Extracted data entries:
###
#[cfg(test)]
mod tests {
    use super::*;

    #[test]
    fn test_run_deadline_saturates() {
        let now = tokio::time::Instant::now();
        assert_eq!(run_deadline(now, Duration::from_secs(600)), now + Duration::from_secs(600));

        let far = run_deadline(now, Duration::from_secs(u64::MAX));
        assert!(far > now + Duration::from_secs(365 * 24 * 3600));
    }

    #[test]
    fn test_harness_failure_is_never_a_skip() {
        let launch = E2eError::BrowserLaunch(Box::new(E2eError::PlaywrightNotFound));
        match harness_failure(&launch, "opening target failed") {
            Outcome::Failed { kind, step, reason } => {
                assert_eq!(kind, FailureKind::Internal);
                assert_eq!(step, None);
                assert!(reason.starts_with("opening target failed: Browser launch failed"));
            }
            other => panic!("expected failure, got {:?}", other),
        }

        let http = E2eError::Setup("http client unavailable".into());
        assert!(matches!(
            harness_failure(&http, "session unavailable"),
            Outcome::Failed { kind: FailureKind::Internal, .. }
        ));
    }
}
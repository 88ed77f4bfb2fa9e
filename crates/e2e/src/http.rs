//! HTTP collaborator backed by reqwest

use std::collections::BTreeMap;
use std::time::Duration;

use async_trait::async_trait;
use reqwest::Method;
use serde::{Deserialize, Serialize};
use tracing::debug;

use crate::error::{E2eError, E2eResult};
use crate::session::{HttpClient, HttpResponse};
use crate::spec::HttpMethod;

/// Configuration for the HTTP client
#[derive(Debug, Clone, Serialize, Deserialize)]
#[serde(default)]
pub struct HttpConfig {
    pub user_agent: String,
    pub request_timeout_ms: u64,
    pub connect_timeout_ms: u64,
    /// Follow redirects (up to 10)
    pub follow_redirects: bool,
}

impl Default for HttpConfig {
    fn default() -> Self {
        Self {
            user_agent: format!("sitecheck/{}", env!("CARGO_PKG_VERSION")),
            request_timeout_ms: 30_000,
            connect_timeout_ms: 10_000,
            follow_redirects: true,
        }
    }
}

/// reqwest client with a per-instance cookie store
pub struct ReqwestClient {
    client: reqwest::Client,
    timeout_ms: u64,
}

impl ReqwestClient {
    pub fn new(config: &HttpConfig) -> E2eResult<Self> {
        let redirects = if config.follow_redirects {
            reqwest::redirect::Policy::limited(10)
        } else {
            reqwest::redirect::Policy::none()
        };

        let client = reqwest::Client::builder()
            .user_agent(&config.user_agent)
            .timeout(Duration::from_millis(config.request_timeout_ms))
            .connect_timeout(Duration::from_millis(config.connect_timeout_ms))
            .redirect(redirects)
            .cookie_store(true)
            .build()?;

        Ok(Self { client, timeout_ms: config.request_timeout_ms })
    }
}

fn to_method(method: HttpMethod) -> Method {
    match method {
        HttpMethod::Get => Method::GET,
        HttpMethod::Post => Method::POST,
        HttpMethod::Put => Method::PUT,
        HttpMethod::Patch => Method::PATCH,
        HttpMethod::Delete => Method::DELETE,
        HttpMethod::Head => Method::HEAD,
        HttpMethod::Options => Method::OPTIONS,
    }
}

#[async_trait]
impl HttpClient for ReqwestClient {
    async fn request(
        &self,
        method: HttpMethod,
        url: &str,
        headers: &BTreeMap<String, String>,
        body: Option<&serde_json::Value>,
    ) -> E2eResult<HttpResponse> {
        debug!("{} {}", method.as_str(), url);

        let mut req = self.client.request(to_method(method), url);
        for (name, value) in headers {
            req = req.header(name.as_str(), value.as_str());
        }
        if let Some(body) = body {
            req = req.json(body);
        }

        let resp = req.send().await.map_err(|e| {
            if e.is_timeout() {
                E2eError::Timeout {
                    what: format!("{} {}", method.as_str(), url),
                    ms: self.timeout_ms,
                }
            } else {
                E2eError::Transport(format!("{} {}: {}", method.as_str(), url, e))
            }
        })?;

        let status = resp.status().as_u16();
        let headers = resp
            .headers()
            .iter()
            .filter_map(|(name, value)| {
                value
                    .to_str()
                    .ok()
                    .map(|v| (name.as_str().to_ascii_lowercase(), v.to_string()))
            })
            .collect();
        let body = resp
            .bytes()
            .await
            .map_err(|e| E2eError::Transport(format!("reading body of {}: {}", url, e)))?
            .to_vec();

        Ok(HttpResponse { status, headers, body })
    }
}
###
What you will do: If a line in the entries above holds "Serialize", include it in the count; report nothing but the resulting number.

Exercise result: 2